2024 Institutional Investor Sustainability Survey
EY releases the 2024 institutional investor sustainability survey, aimed at analyzing the sustainability perspectives and actions of institutional investors.
EY collects the views of 350 institutional investors worldwide, including asset management companies, wealth management companies, insurance companies, and pension funds. The survey results show that although investors have a positive attitude towards using sustainable information, they are still concerned that ESG related actions will harm short-term investment performance.
Related Post: Schroders Releases Institutional Investor Sustainability Report
Institutional Investors’ Attitudes towards Sustainable Investment
The survey shows that there is a gap between institutional investors’ views and actions on sustainability, with 88% of respondents increasing their use of ESG information in the past year to assist their investment decisions. However, the increase in sustainable information has not been reflected in sustainable asset allocation. 92% of respondents believe that short-term investment performance risks outweigh long-term returns from using ESG investments, and 66% of respondents may reduce the use of ESG factors in investment decisions in the future.
Although investors agree that sustainable business models can increase the long-term value of investees, their current investment decisions still mainly depend on short-term goals. 63% of respondents believe that changes in the business cycle will be the biggest factor affecting investment decisions in the next two years, with trade restrictions and tariffs (62%), capital costs (53%), labor costs (50%), and energy costs (33%) being the main concerns in the business cycle. 55% of respondents believe that climate change is also an important factor to consider, but 16% of respondents still believe that the impact of climate change is very small or close to zero.
Institutional Investors’ Attitudes towards Sustainable Disclosure
Besides considering short-term performance, investors also have concerns about the sustainable information disclosure of the investees. 85% of respondents believe that the current greenwashing problem is more severe than the five-year period. The 2023 EY Sustainable Value Survey suggests that companies are delaying their year of achieving climate goals from 2035 to 2050. Some companies will take sustainable actions that are relatively easy to achieve first, and are striving to achieve more difficult sustainable goals.

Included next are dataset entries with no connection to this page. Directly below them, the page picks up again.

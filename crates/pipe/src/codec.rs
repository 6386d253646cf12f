//! Wire codec for tap records.
//!
//! One record is one JSON object on one line:
//!
//! ```text
//! {"status": "GOOD", "data": {"timestamp": "1970-01-01 00:00:00"}}
//! ```
//!
//! Keys are followed by `": "` and members separated by `", "`, the layout
//! every existing consumer of the tap pipe was written against. Timestamps
//! are rendered in UTC with a strftime-style format that both ends read from
//! the shared configuration; the format is validated once, when the codec is
//! built.

use std::fmt::Write as _;
use std::io;

use chrono::format::{Item, StrftimeItems};
use chrono::NaiveDateTime;
use serde::{Deserialize, Serialize};

use platform::{TapStatus, Timestamp};
use touch::TapEvent;

/// Decoded tap record
#[derive(Debug, Clone, Copy, PartialEq)]
pub struct TapRecord {
    /// Tap outcome
    pub status: TapStatus,
    /// Tap time, at the resolution of the timestamp format
    pub timestamp: Timestamp,
}

#[derive(Serialize, Deserialize)]
struct WireRecord {
    status: TapStatus,
    data: WireData,
}

#[derive(Serialize, Deserialize)]
struct WireData {
    timestamp: String,
}

/// Codec errors
#[derive(Debug, thiserror::Error)]
pub enum CodecError {
    /// Timestamp format is empty
    #[error("timestamp format is empty")]
    EmptyFormat,
    /// Timestamp format contains an unknown specifier
    #[error("invalid timestamp format '{format}'")]
    InvalidFormat {
        /// The rejected format
        format: String,
    },
    /// Timestamp format renders but cannot be parsed back to a date-time
    #[error("timestamp format '{format}' does not describe a full date and time")]
    IncompleteFormat {
        /// The rejected format
        format: String,
    },
    /// Record is not a well-formed tap record
    #[error("malformed record: {0}")]
    Json(#[from] serde_json::Error),
    /// Timestamp field does not match the configured format
    #[error("timestamp '{value}' does not match format '{format}': {source}")]
    Timestamp {
        /// Timestamp text from the record
        value: String,
        /// Configured format
        format: String,
        /// Parse failure
        #[source]
        source: chrono::ParseError,
    },
    /// Formatting the timestamp failed
    #[error("failed to format timestamp")]
    Format(#[from] std::fmt::Error),
}

/// Encoder/decoder bound to one timestamp format
#[derive(Debug, Clone, PartialEq, Eq)]
pub struct RecordCodec {
    format: String,
}

impl RecordCodec {
    /// Build a codec, validating `format`.
    pub fn new(format: impl Into<String>) -> Result<Self, CodecError> {
        let format = format.into();
        if format.is_empty() {
            return Err(CodecError::EmptyFormat);
        }
        if StrftimeItems::new(&format).any(|item| matches!(item, Item::Error)) {
            return Err(CodecError::InvalidFormat { format });
        }
        // The screen side parses what the touch side renders, so the format
        // must carry a full date and time.
        let codec = Self { format };
        let sample = codec.encode(TapStatus::Good, Timestamp::EPOCH)?;
        if codec.decode(&sample).is_err() {
            return Err(CodecError::IncompleteFormat {
                format: codec.format,
            });
        }
        Ok(codec)
    }

    /// The timestamp format
    pub fn format(&self) -> &str {
        &self.format
    }

    /// Render `timestamp` with the codec's format, in UTC.
    pub fn format_timestamp(&self, timestamp: Timestamp) -> Result<String, CodecError> {
        let mut text = String::new();
        write!(text, "{}", timestamp.to_datetime().format(&self.format))?;
        Ok(text)
    }

    /// Encode one record, without the trailing newline.
    ///
    /// Identical inputs always produce identical bytes.
    pub fn encode(&self, status: TapStatus, timestamp: Timestamp) -> Result<Vec<u8>, CodecError> {
        let record = WireRecord {
            status,
            data: WireData {
                timestamp: self.format_timestamp(timestamp)?,
            },
        };
        let mut buf = Vec::with_capacity(64);
        let mut ser = serde_json::Serializer::with_formatter(&mut buf, SpacedFormatter);
        record.serialize(&mut ser)?;
        Ok(buf)
    }

    /// Encode an accepted tap event.
    pub fn encode_event(&self, event: &TapEvent) -> Result<Vec<u8>, CodecError> {
        self.encode(event.status(), event.timestamp())
    }

    /// Decode one record (with or without its trailing newline).
    pub fn decode(&self, line: &[u8]) -> Result<TapRecord, CodecError> {
        let wire: WireRecord = serde_json::from_slice(line)?;
        let parsed = NaiveDateTime::parse_from_str(&wire.data.timestamp, &self.format).map_err(
            |source| CodecError::Timestamp {
                value: wire.data.timestamp.clone(),
                format: self.format.clone(),
                source,
            },
        )?;
        Ok(TapRecord {
            status: wire.status,
            timestamp: Timestamp::from_datetime(&parsed.and_utc()),
        })
    }
}

/// Compact JSON with a space after `:` and `,`.
struct SpacedFormatter;

impl serde_json::ser::Formatter for SpacedFormatter {
    fn begin_array_value<W: ?Sized + io::Write>(
        &mut self,
        writer: &mut W,
        first: bool,
    ) -> io::Result<()> {
        if first {
            Ok(())
        } else {
            writer.write_all(b", ")
        }
    }

    fn begin_object_key<W: ?Sized + io::Write>(
        &mut self,
        writer: &mut W,
        first: bool,
    ) -> io::Result<()> {
        if first {
            Ok(())
        } else {
            writer.write_all(b", ")
        }
    }

    fn begin_object_value<W: ?Sized + io::Write>(&mut self, writer: &mut W) -> io::Result<()> {
        writer.write_all(b": ")
    }
}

For the sustainability reports of existing companies, 80% of respondents believe that the materiality and comparability of the reports need to be further improved, and 62% believe that the accuracy of the reports needs to be improved. As more jurisdictions issue mandatory disclosure requirements, these issues may be resolved, but due to the current global sustainability disclosure standards mostly taking effect in 2024 or 2025, 36% of respondents are still dissatisfied with sustainability reports.
In terms of evaluating non-financial performance information such as sustainability, 68% of respondents believe they are able to assess supply chain ESG information, and 62% of respondents believe they are able to assess climate related information. 23% of respondents are very confident in evaluating short-term ESG impacts, while only 9% of respondents are very confident in evaluating long-term ESG impacts. This may be due to the presence of more variables and unknown factors in long-term evaluations. Investors may use third-party data or internal systems during the evaluation process, and half of the respondents are choosing employees with sustainable information to improve their sustainability analysis capabilities.

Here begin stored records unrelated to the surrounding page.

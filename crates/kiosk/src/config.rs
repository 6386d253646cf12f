//! Shared configuration file.
//!
//! All three processes read the same TOML file so both ends of the tap pipe
//! agree on its path and timestamp format. Every field has a default; an
//! empty file is a valid configuration.
//!
//! ```toml
//! [log]
//! level = "info"
//!
//! [pipe]
//! tap_data = "/run/kiosk-bridge/tap_data"
//! timestamp_format = "%Y-%m-%d %H:%M:%S"
//!
//! [touch]
//! debounce_secs = 0.5
//!
//! [display]
//! width = 480
//! height = 320
//! frame_rate = 10
//!
//! [popup]
//! duration_secs = 3.0
//! error_bg_color = "#C00000"
//! ```

use std::fs;
use std::path::{Path, PathBuf};
use std::str::FromStr;
use std::time::Duration;

use pipe::{CodecError, RecordCodec};
use platform::config::{
    DEFAULT_CONFIG_PATH, DEFAULT_DEBOUNCE_SECS, DEFAULT_FRAMEBUFFER_LOCK_PATH,
    DEFAULT_FRAMEBUFFER_PATH, DEFAULT_PUBLISH_RETRY, DEFAULT_REOPEN_BACKOFF, DEFAULT_TAP_DATA_PIPE,
    DEFAULT_TIMESTAMP_FORMAT,
};
use platform::DisplayInfo;
use screen::{HexColor, Palette, Theme};
use serde::{Deserialize, Serialize};

/// Configuration errors
#[derive(Debug, thiserror::Error)]
pub enum ConfigError {
    /// Failed to read the configuration file
    #[error("failed to read config file '{}': {source}", path.display())]
    Io {
        /// Path to the file
        path: PathBuf,
        /// Underlying IO error
        #[source]
        source: std::io::Error,
    },

    /// Failed to parse TOML (including malformed colours)
    #[error("failed to parse config: {0}")]
    Parse(#[from] toml::de::Error),

    /// A value is out of range
    #[error("invalid value for {field}: {reason}")]
    Invalid {
        /// Dotted field name
        field: &'static str,
        /// What is wrong with it
        reason: String,
    },

    /// The timestamp format is rejected by the codec
    #[error("invalid value for pipe.timestamp_format: {0}")]
    TimestampFormat(#[from] CodecError),
}

/// Log level
#[derive(Debug, Clone, Copy, Default, Serialize, Deserialize, PartialEq, Eq, clap::ValueEnum)]
#[serde(rename_all = "lowercase")]
pub enum LogLevel {
    /// Very verbose
    Trace,
    /// Debugging information
    Debug,
    /// Normal operation
    #[default]
    Info,
    /// Warnings only
    Warn,
    /// Errors only
    Error,
}

impl LogLevel {
    /// Filter directive for `EnvFilter`
    pub fn as_str(self) -> &'static str {
        match self {
            Self::Trace => "trace",
            Self::Debug => "debug",
            Self::Info => "info",
            Self::Warn => "warn",
            Self::Error => "error",
        }
    }
}

/// `[log]`
#[derive(Debug, Clone, Default, Serialize, Deserialize, PartialEq, Eq)]
#[serde(default, deny_unknown_fields)]
pub struct LogConfig {
    /// Base level; `RUST_LOG` overrides it
    pub level: LogLevel,
}

/// `[pipe]`
#[derive(Debug, Clone, Serialize, Deserialize, PartialEq, Eq)]
#[serde(default, deny_unknown_fields)]
pub struct PipeConfig {
    /// FIFO carrying tap records
    pub tap_data: PathBuf,
    /// strftime format of the record timestamp (UTC)
    pub timestamp_format: String,
    /// Subscriber wait before reopening after the writer closed
    pub reopen_backoff_ms: u64,
    /// Publisher wait between attempts while no reader is attached
    pub publish_retry_ms: u64,
    /// Records buffered on either side of the pipe
    pub queue_depth: usize,
}

impl Default for PipeConfig {
    fn default() -> Self {
        Self {
            tap_data: PathBuf::from(DEFAULT_TAP_DATA_PIPE),
            timestamp_format: DEFAULT_TIMESTAMP_FORMAT.to_owned(),
            reopen_backoff_ms: duration_ms(DEFAULT_REOPEN_BACKOFF),
            publish_retry_ms: duration_ms(DEFAULT_PUBLISH_RETRY),
            queue_depth: pipe::CHANNEL_DEPTH,
        }
    }
}

impl PipeConfig {
    /// Reopen backoff
    pub fn reopen_backoff(&self) -> Duration {
        Duration::from_millis(self.reopen_backoff_ms)
    }

    /// Publish retry interval
    pub fn publish_retry(&self) -> Duration {
        Duration::from_millis(self.publish_retry_ms)
    }
}

/// `[touch]`
#[derive(Debug, Clone, Serialize, Deserialize, PartialEq)]
#[serde(default, deny_unknown_fields)]
pub struct TouchConfig {
    /// Identity stamped on every tap event
    pub device_id: String,
    /// Minimum interval between accepted taps, seconds
    pub debounce_secs: f64,
    /// Line-oriented tap source (`GOOD` / `BAD` per line); stdin when unset
    pub input: Option<PathBuf>,
}

impl Default for TouchConfig {
    fn default() -> Self {
        Self {
            device_id: "touch-0".to_owned(),
            debounce_secs: DEFAULT_DEBOUNCE_SECS,
            input: None,
        }
    }
}

/// `[display]`
#[derive(Debug, Clone, Serialize, Deserialize, PartialEq, Eq)]
#[serde(default, deny_unknown_fields)]
pub struct DisplayConfig {
    /// Framebuffer device
    pub framebuffer: PathBuf,
    /// Lock file held during frame writes
    pub lock: PathBuf,
    /// Width in pixels
    pub width: u32,
    /// Height in pixels
    pub height: u32,
    /// Screen state refreshes per second
    pub frame_rate: u32,
}

impl Default for DisplayConfig {
    fn default() -> Self {
        Self {
            framebuffer: PathBuf::from(DEFAULT_FRAMEBUFFER_PATH),
            lock: PathBuf::from(DEFAULT_FRAMEBUFFER_LOCK_PATH),
            width: 480,
            height: 320,
            frame_rate: 10,
        }
    }
}

impl DisplayConfig {
    /// Display geometry
    pub fn info(&self) -> DisplayInfo {
        DisplayInfo::new(self.width, self.height)
    }

    /// Interval between state refreshes
    pub fn frame_interval(&self) -> Duration {
        Duration::from_secs(1) / self.frame_rate.max(1)
    }
}

/// `[dashboard]`
#[derive(Debug, Clone, Serialize, Deserialize, PartialEq, Eq)]
#[serde(default, deny_unknown_fields)]
pub struct DashboardConfig {
    /// Font height in pixels
    pub font_size: u32,
    /// Text colour
    pub font_color: HexColor,
    /// Background colour
    pub bg_color: HexColor,
}

impl Default for DashboardConfig {
    fn default() -> Self {
        let theme = Theme::default();
        Self {
            font_size: theme.dashboard_font_size,
            font_color: theme.dashboard.foreground,
            bg_color: theme.dashboard.background,
        }
    }
}

/// `[popup]`
#[derive(Debug, Clone, Serialize, Deserialize, PartialEq)]
#[serde(default, deny_unknown_fields)]
pub struct PopupConfig {
    /// How long a popup stays up, seconds
    pub duration_secs: f64,
    /// Font height in pixels
    pub font_size: u32,
    /// Text colour
    pub font_color: HexColor,
    /// Background of the GOOD popup
    pub tap_event_bg_color: HexColor,
    /// Background of the BAD popup
    pub error_bg_color: HexColor,
    /// Text of the GOOD popup
    pub tap_event_message: String,
    /// Text of the BAD popup
    pub error_message: String,
}

impl Default for PopupConfig {
    fn default() -> Self {
        let theme = Theme::default();
        Self {
            duration_secs: 3.0,
            font_size: theme.popup_font_size,
            font_color: theme.tap_event.foreground,
            tap_event_bg_color: theme.tap_event.background,
            error_bg_color: theme.error.background,
            tap_event_message: theme.tap_event_message,
            error_message: theme.error_message,
        }
    }
}

/// UID source for the NFC reader
#[derive(Debug, Clone, Copy, Default, Serialize, Deserialize, PartialEq, Eq)]
#[serde(rename_all = "lowercase")]
pub enum NfcSource {
    /// One UID per line on stdin
    #[default]
    Stdin,
    /// The vendor's libpoll (requires the `libpoll` feature)
    Native,
}

/// `[nfc]`
#[derive(Debug, Clone, Default, Serialize, Deserialize, PartialEq, Eq)]
#[serde(default, deny_unknown_fields)]
pub struct NfcConfig {
    /// Where UIDs come from
    pub source: NfcSource,
    /// FIFO to forward UIDs to, one per line; log only when unset
    pub forward: Option<PathBuf>,
}

/// Whole configuration file
#[derive(Debug, Clone, Default, Serialize, Deserialize, PartialEq)]
#[serde(default, deny_unknown_fields)]
pub struct KioskConfig {
    /// Logging
    pub log: LogConfig,
    /// Tap pipe
    pub pipe: PipeConfig,
    /// Tap input and debounce
    pub touch: TouchConfig,
    /// Framebuffer
    pub display: DisplayConfig,
    /// Dashboard look
    pub dashboard: DashboardConfig,
    /// Popup look and timing
    pub popup: PopupConfig,
    /// NFC reader
    pub nfc: NfcConfig,
}

impl KioskConfig {
    /// Load and validate a TOML file.
    pub fn from_file<P: AsRef<Path>>(path: P) -> Result<Self, ConfigError> {
        let path = path.as_ref();
        let contents = fs::read_to_string(path).map_err(|source| ConfigError::Io {
            path: path.to_path_buf(),
            source,
        })?;
        contents.parse()
    }

    /// Load `path` if given, else [`DEFAULT_CONFIG_PATH`] if it exists, else
    /// the defaults.
    pub fn load(path: Option<&Path>) -> Result<Self, ConfigError> {
        match path {
            Some(path) => Self::from_file(path),
            None if Path::new(DEFAULT_CONFIG_PATH).exists() => Self::from_file(DEFAULT_CONFIG_PATH),
            None => Ok(Self::default()),
        }
    }

    /// Check ranges the types cannot express.
    pub fn validate(&self) -> Result<(), ConfigError> {
        let invalid = |field, reason: &str| {
            Err(ConfigError::Invalid {
                field,
                reason: reason.to_owned(),
            })
        };

        if !(self.touch.debounce_secs.is_finite() && self.touch.debounce_secs >= 0.0) {
            return invalid("touch.debounce_secs", "must be a finite, non-negative number");
        }
        if self.display.width == 0 || self.display.height == 0 {
            return invalid("display", "width and height must be non-zero");
        }
        if self.display.info().frame_len().is_none() {
            return invalid("display", "frame size overflows");
        }
        if self.display.frame_rate == 0 {
            return invalid("display.frame_rate", "must be non-zero");
        }
        if !(self.popup.duration_secs.is_finite() && self.popup.duration_secs >= 0.0) {
            return invalid("popup.duration_secs", "must be a finite, non-negative number");
        }
        if self.pipe.queue_depth == 0 {
            return invalid("pipe.queue_depth", "must be non-zero");
        }
        self.codec()?;
        Ok(())
    }

    /// Codec for the configured timestamp format
    pub fn codec(&self) -> Result<RecordCodec, CodecError> {
        RecordCodec::new(self.pipe.timestamp_format.as_str())
    }

    /// Screen theme from `[dashboard]` and `[popup]`
    pub fn theme(&self) -> Theme {
        let popup_palette = |background| Palette {
            background,
            foreground: self.popup.font_color,
        };
        Theme {
            dashboard: Palette {
                background: self.dashboard.bg_color,
                foreground: self.dashboard.font_color,
            },
            dashboard_font_size: self.dashboard.font_size,
            tap_event: popup_palette(self.popup.tap_event_bg_color),
            error: popup_palette(self.popup.error_bg_color),
            popup_font_size: self.popup.font_size,
            tap_event_message: self.popup.tap_event_message.clone(),
            error_message: self.popup.error_message.clone(),
        }
    }
}

impl FromStr for KioskConfig {
    type Err = ConfigError;

    fn from_str(s: &str) -> Result<Self, Self::Err> {
        let config: Self = toml::from_str(s)?;
        config.validate()?;
        Ok(config)
    }
}

fn duration_ms(duration: Duration) -> u64 {
    u64::try_from(duration.as_millis()).unwrap_or(u64::MAX)
}

#[cfg(test)]
#[allow(clippy::unwrap_used, clippy::float_cmp)]
mod tests {
    use super::*;

    #[test]
    fn empty_config_uses_defaults() {
        let config: KioskConfig = "".parse().unwrap();
        assert_eq!(config, KioskConfig::default());
        assert_eq!(config.pipe.tap_data, Path::new(DEFAULT_TAP_DATA_PIPE));
        assert_eq!(config.pipe.timestamp_format, "%Y-%m-%d %H:%M:%S");
        assert_eq!(config.pipe.reopen_backoff(), Duration::from_secs(1));
        assert_eq!(config.touch.debounce_secs, 0.5);
        assert_eq!(config.log.level, LogLevel::Info);
        assert_eq!(config.nfc.source, NfcSource::Stdin);
    }

    #[test]
    fn full_config_parses() {
        let config: KioskConfig = r##"
[log]
level = "debug"

[pipe]
tap_data = "/tmp/tap"
timestamp_format = "%s"
reopen_backoff_ms = 200
publish_retry_ms = 50
queue_depth = 4

[touch]
device_id = "front"
debounce_secs = 0.25
input = "/dev/ttyTAP"

[display]
framebuffer = "/dev/fb0"
lock = "/tmp/fb.lock"
width = 320
height = 240
frame_rate = 20

[dashboard]
font_size = 10
font_color = "#00FF00"
bg_color = "#101010"

[popup]
duration_secs = 1.5
font_size = 20
font_color = "#FFFFFF"
tap_event_bg_color = "#008000"
error_bg_color = "#ff0000"
tap_event_message = "Thanks"
error_message = "Try again"

[nfc]
source = "native"
forward = "/run/kiosk-bridge/uid"
"##
        .parse()
        .unwrap();

        assert_eq!(config.log.level, LogLevel::Debug);
        assert_eq!(config.pipe.publish_retry(), Duration::from_millis(50));
        assert_eq!(config.touch.input.as_deref(), Some(Path::new("/dev/ttyTAP")));
        assert_eq!(config.display.frame_interval(), Duration::from_millis(50));
        assert_eq!(config.nfc.source, NfcSource::Native);

        let theme = config.theme();
        assert_eq!(theme.error.background, HexColor::new(0xFF, 0, 0));
        assert_eq!(theme.dashboard.foreground, HexColor::new(0, 0xFF, 0));
        assert_eq!(theme.error_message, "Try again");
    }

    #[test]
    fn rejects_out_of_range_values() {
        for (toml, field) in [
            ("[touch]\ndebounce_secs = -0.1", "touch.debounce_secs"),
            ("[touch]\ndebounce_secs = nan", "touch.debounce_secs"),
            ("[display]\nwidth = 0", "display"),
            ("[display]\nframe_rate = 0", "display.frame_rate"),
            ("[popup]\nduration_secs = inf", "popup.duration_secs"),
            ("[pipe]\nqueue_depth = 0", "pipe.queue_depth"),
        ] {
            match toml.parse::<KioskConfig>() {
                Err(ConfigError::Invalid { field: got, .. }) => assert_eq!(got, field, "{toml}"),
                other => unreachable!("{toml}: unexpected {other:?}"),
            }
        }
    }

    #[test]
    fn rejects_bad_timestamp_format() {
        let err = "[pipe]\ntimestamp_format = \"\"".parse::<KioskConfig>().unwrap_err();
        assert!(matches!(err, ConfigError::TimestampFormat(CodecError::EmptyFormat)));
    }

    #[test]
    fn rejects_date_only_timestamp_format() {
        let err = "[pipe]\ntimestamp_format = \"%Y-%m-%d\"".parse::<KioskConfig>().unwrap_err();
        assert!(matches!(
            err,
            ConfigError::TimestampFormat(CodecError::IncompleteFormat { .. })
        ));
    }

    #[test]
    fn rejects_bad_colour() {
        let err = "[dashboard]\nbg_color = \"black\"".parse::<KioskConfig>().unwrap_err();
        assert!(matches!(err, ConfigError::Parse(_)));
        assert!(err.to_string().contains("black"));
    }

    #[test]
    fn rejects_unknown_fields() {
        assert!("[pipe]\npath = \"/tmp/tap\"".parse::<KioskConfig>().is_err());
    }

    #[test]
    fn missing_file_is_an_io_error() {
        let err = KioskConfig::from_file("/nonexistent/kiosk.toml").unwrap_err();
        assert!(matches!(err, ConfigError::Io { .. }));
    }
}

How to Increase Sustainable Investment
To increase sustainable investment, EY provides the following recommendations for institutional investors:
- Adopting a balanced approach to performance and risk: In addition to measuring performance, investors should also evaluate the long-term value of assets.
- Pay attention to sustainable regulatory policies: Sustainable regulatory policies may have a significant impact on investment portfolios, therefore requiring close monitoring, evaluation, and interpretation.
- Analyzing the transition path of industries and companies: Institutional investors can seek investment opportunities and select high-quality companies from the transition path.
- Understanding customers’ long-term value preferences: Institutional investors can stay in touch with customers and obtain their attitudes towards sustainable investment.
- Investing in sustainable data and technology: Sustainable data and technology can help investment portfolios assess sustainable risks and opportunities.
- Cultivating sustainable talents: Institutional investors need to increase the supply of sustainable talents in order to establish sustainable investment strategies.